■ WORK REQUEST:
Look at the entries below and restate word for word the lines from the first through the one that has "filename crates/api/src/websocket/handler.rs".

━━━ SOURCE DATA ━━━

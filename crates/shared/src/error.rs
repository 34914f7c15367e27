//! Error types for SupportDesk

use thiserror::Error;

#[derive(Debug, Error)]
pub enum SharedError {
    #[error("HMAC initialization failed")]
    HmacInit,

    #[error("Malformed proxy token")]
    MalformedToken,

    #[error("Malformed frame: {0}")]
    MalformedFrame(#[from] serde_json::Error),
}
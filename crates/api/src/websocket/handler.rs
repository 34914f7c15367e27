//! WebSocket handler for Axum
//!
//! Authenticates the upgrade request, then drives one [`RoomConsumer`] for
//! the life of the socket.

use std::borrow::Cow;

use axum::{
    extract::{
        ws::{CloseFrame, Message, WebSocket},
        OriginalUri, Query, State, WebSocketUpgrade,
    },
    response::Response,
};
use futures::{stream::StreamExt, SinkExt};
use supportdesk_shared::GroupEvent;
use tokio::sync::mpsc;

use crate::state::AppState;

use super::{
    authenticator::{ConnectionAuthenticator, ConnectionContext, HandshakeQuery, Rejection},
    consumer::RoomConsumer,
};

/// Room socket endpoint: `/ws/chat/<room_id>/?token=...` or `?secure_key=...`
///
/// The upgrade always completes so that a refused handshake can be closed
/// with an application close code the client can read.
pub async fn ws_handler(
    ws: WebSocketUpgrade,
    State(app_state): State<AppState>,
    OriginalUri(uri): OriginalUri,
    query: Option<Query<HandshakeQuery>>,
) -> Response {
    let query = query.map(|Query(q)| q).unwrap_or_default();
    let authenticator = ConnectionAuthenticator::new(app_state.verifier.clone(), app_state.gate.clone());

    match authenticator.authenticate(uri.path(), &query).await {
        Ok(context) => {
            tracing::info!(
                room_id = %context.room_id,
                user_id = %context.identity.id,
                "WebSocket connection upgrade requested"
            );
            ws.on_upgrade(move |socket| handle_socket(socket, context, app_state))
        }
        Err(rejection) => {
            tracing::warn!(
                code = rejection.code,
                reason = %rejection.reason,
                stage = ?rejection.stage,
                path = %uri.path(),
                "WebSocket handshake refused"
            );
            ws.on_upgrade(move |socket| refuse_socket(socket, rejection))
        }
    }
}

fn close_message(rejection: &Rejection) -> Message {
    Message::Close(Some(CloseFrame {
        code: rejection.code,
        reason: Cow::Owned(rejection.reason.clone()),
    }))
}

async fn refuse_socket(mut socket: WebSocket, rejection: Rejection) {
    if let Err(e) = socket.send(close_message(&rejection)).await {
        tracing::debug!(error = ?e, "Failed to send close frame");
    }
}

/// Handle an admitted connection
async fn handle_socket(socket: WebSocket, context: ConnectionContext, app_state: AppState) {
    let (mut sender, mut receiver) = socket.split();

    // Group events for this connection
    let (tx, mut rx) = mpsc::unbounded_channel::<GroupEvent>();

    let mut consumer = RoomConsumer::new(
        context,
        app_state.bus.clone(),
        app_state.store.clone(),
        app_state.gate.clone(),
    );
    if let Err(rejection) = consumer.on_open(tx).await {
        let _ = sender.send(close_message(&rejection)).await;
        return;
    }
    let session_id = consumer.session_id();

    // Spawn task to push group events to the client
    let send_task = tokio::spawn(async move {
        while let Some(event) = rx.recv().await {
            match RoomConsumer::on_group_event(&event) {
                Ok(json) => {
                    if sender.send(Message::Text(json)).await.is_err() {
                        break; // Connection closed
                    }
                }
                Err(e) => {
                    tracing::error!(error = ?e, "Failed to serialize group event");
                }
            }
        }
    });

    // Handle incoming messages
    while let Some(msg) = receiver.next().await {
        match msg {
            Ok(Message::Text(text)) => {
                consumer.on_inbound_text(&text).await;
            }
            Ok(Message::Close(_)) => {
                // Keep reading so the close reply is flushed; the stream ends next
                tracing::debug!(session_id = %session_id, "WebSocket close frame received");
            }
            Ok(_) => {} // Ping/pong handled by axum, binary ignored
            Err(e) => {
                tracing::debug!(session_id = %session_id, error = ?e, "WebSocket receive error");
                break;
            }
        }
    }

    tracing::info!(session_id = %session_id, room_id = %context.room_id, "WebSocket connection closing");
    consumer.on_close().await;
    send_task.abort();
}
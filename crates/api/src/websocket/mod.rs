//! Real-time room transport
//!
//! # Architecture
//!
//! - **Authenticator**: handshake checks run before a socket joins a room
//! - **Consumer**: one per admitted socket, relays between socket and group
//! - **Bus**: group-addressed fan-out, in-process or across processes via Redis
//! - **Handler**: Axum WebSocket route handler

pub mod authenticator;
pub mod bus;
pub mod consumer;
pub mod handler;
pub mod redis_bus;

pub use authenticator::{
    ConnectionAuthenticator, ConnectionContext, HandshakeQuery, Rejection, CLOSE_FORBIDDEN,
    CLOSE_INTERNAL, CLOSE_INVALID,
};
pub use bus::{BroadcastBus, BusError, GroupMember, LocalBus};
pub use consumer::{ConsumerState, RoomConsumer};
pub use handler::ws_handler;
pub use redis_bus::RedisBus;
#[cfg(test)]
#[allow(clippy::unwrap_used, clippy::expect_used)]
mod tests {
    use super::*;

    #[tokio::test]
    async fn test_open_request_reuses_client() {
        let store = MemoryStore::new();
        let bot = store.add_bot("support-bot").await;

        let first = store.open_request(bot.id, "42", "Alice", "Billing question").await.unwrap();
        let second = store.open_request(bot.id, "42", "Alice", "Another one").await.unwrap();
        assert_ne!(first, second);

        let a = store.find_room(first).await.unwrap().unwrap();
        let b = store.find_room(second).await.unwrap().unwrap();
        assert_eq!(a.client_id, b.client_id);
        assert_eq!(a.client_external_id, "42");
        assert_eq!(a.bot_secret, bot.secret_key);
        assert_eq!(a.theme, "Billing question");
    }

    #[tokio::test]
    async fn test_room_info_keeps_client_name() {
        let store = MemoryStore::new();
        let bot = store.add_bot("support-bot").await;
        let agent = store.add_agent("alice", "hash").await;
        let room = store.open_request(bot.id, "42", "Bob Smith", "Billing question").await.unwrap();

        let info = store.room_info(room).await.unwrap().unwrap();
        assert_eq!(info.client_name, "Bob Smith");
        assert_eq!(info.theme, "Billing question");
        assert!(!info.is_solved);
        assert_eq!(info.solved_by, None);

        store.mark_solved(room, agent.id).await;
        let info = store.room_info(room).await.unwrap().unwrap();
        assert!(info.is_solved);
        assert_eq!(info.solved_by, Some(agent.id));

        assert!(store.room_info(RoomId::new()).await.unwrap().is_none());
    }

    #[tokio::test]
    async fn test_client_username_may_match_agent_username() {
        let store = MemoryStore::new();
        let bot = store.add_bot("support-bot").await;
        store.add_agent("42", "hash").await;

        let room = store.open_request(bot.id, "42", "Bob", "Theme").await.unwrap();
        let record = store.find_room(room).await.unwrap().unwrap();
        let user = store.find_user(record.client_id).await.unwrap().unwrap();
        assert_eq!(user.kind, IdentityKind::EndUser);
        assert_eq!(store.find_agent_by_username("42").await.unwrap().unwrap().username, "42");
    }

    #[tokio::test]
    async fn test_chats_in_group_by_bot() {
        let store = MemoryStore::new();
        let zeta = store.add_bot("zeta-bot").await;
        let alpha = store.add_bot("alpha-bot").await;
        let outsider = store.add_bot("other-bot").await;
        let group = store.add_group("Tier 1").await;
        store.add_bot_to_group(group.id, zeta.id).await;
        store.add_bot_to_group(group.id, alpha.id).await;

        let quiet = store.open_request(alpha.id, "42", "Bob", "Quiet").await.unwrap();
        let busy = store.open_request(zeta.id, "43", "Eve", "Busy").await.unwrap();
        store.open_request(outsider.id, "44", "Mallory", "Elsewhere").await.unwrap();
        let eve = store.find_room(busy).await.unwrap().unwrap().client_id;
        store.create_message(busy, eve, "first").await.unwrap();
        store.create_message(busy, eve, "second").await.unwrap();

        let listed = store.chats_in_group(group.id).await.unwrap();
        assert_eq!(
            listed,
            vec![
                BotChats {
                    bot_name: "alpha-bot".to_string(),
                    chats: vec![ChatSummary {
                        id: quiet,
                        theme: "Quiet".to_string(),
                        last_msg: None,
                    }],
                },
                BotChats {
                    bot_name: "zeta-bot".to_string(),
                    chats: vec![ChatSummary {
                        id: busy,
                        theme: "Busy".to_string(),
                        last_msg: Some("second".to_string()),
                    }],
                },
            ]
        );
    }

    #[tokio::test]
    async fn test_find_agent_group_requires_membership() {
        let store = MemoryStore::new();
        let agent = store.add_agent("alice", "hash").await;
        let group = store.add_group("Tier 1").await;

        assert!(store.find_agent_group(agent.id, group.id).await.unwrap().is_none());
        store.add_agent_to_group(group.id, agent.id).await;
        assert_eq!(store.find_agent_group(agent.id, group.id).await.unwrap(), Some(group));
        assert!(store.find_agent_group(agent.id, Uuid::new_v4()).await.unwrap().is_none());
    }

    #[tokio::test]
    async fn test_open_request_unknown_bot() {
        let store = MemoryStore::new();
        let result = store.open_request(Uuid::new_v4(), "42", "Alice", "Theme").await;
        assert!(matches!(result, Err(StoreError::NotFound)));
    }

    #[tokio::test]
    async fn test_message_history_paging() {
        let store = MemoryStore::new();
        let bot = store.add_bot("support-bot").await;
        let room = store.open_request(bot.id, "42", "Alice", "Theme").await.unwrap();
        let client_id = store.find_room(room).await.unwrap().unwrap().client_id;

        let mut ids = Vec::new();
        for i in 0..5 {
            let msg = store.create_message(room, client_id, &format!("m{i}")).await.unwrap();
            ids.push(msg.id);
        }

        let latest = store.list_messages(room, None, 2).await.unwrap();
        let texts: Vec<_> = latest.iter().map(|m| m.text.as_str()).collect();
        assert_eq!(texts, vec!["m3", "m4"]);
        assert_eq!(latest[0].user_type, IdentityKind::EndUser);

        let older = store.list_messages(room, Some(ids[3]), 10).await.unwrap();
        let texts: Vec<_> = older.iter().map(|m| m.text.as_str()).collect();
        assert_eq!(texts, vec!["m0", "m1", "m2"]);
    }

    #[tokio::test]
    async fn test_message_into_missing_room_fails() {
        let store = MemoryStore::new();
        let agent = store.add_agent("alice", "hash").await;
        let result = store.create_message(RoomId::new(), agent.id, "hello").await;
        assert!(matches!(result, Err(StoreError::NotFound)));
    }

    #[tokio::test]
    async fn test_group_membership() {
        let store = MemoryStore::new();
        let bot = store.add_bot("support-bot").await;
        let agent = store.add_agent("alice", "hash").await;
        let group = store.add_group("Tier 1").await;

        assert!(!store.agent_shares_group_with_bot(agent.id, bot.id).await.unwrap());

        store.add_bot_to_group(group.id, bot.id).await;
        assert!(!store.agent_shares_group_with_bot(agent.id, bot.id).await.unwrap());

        store.add_agent_to_group(group.id, agent.id).await;
        assert!(store.agent_shares_group_with_bot(agent.id, bot.id).await.unwrap());
        assert_eq!(store.groups_for_agent(agent.id).await.unwrap(), vec![group]);
    }
}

━━━

■ TASK RESULT:
filename crates/shared/src/error.rs
repository 34914f7c15367e27
//! Error types for SupportDesk

use thiserror::Error;

#[derive(Debug, Error)]
pub enum SharedError {
    #[error("HMAC initialization failed")]
    HmacInit,

    #[error("Malformed proxy token")]
    MalformedToken,

    #[error("Malformed frame: {0}")]
    MalformedFrame(#[from] serde_json::Error),
}
filename crates/api/src/websocket/handler.rs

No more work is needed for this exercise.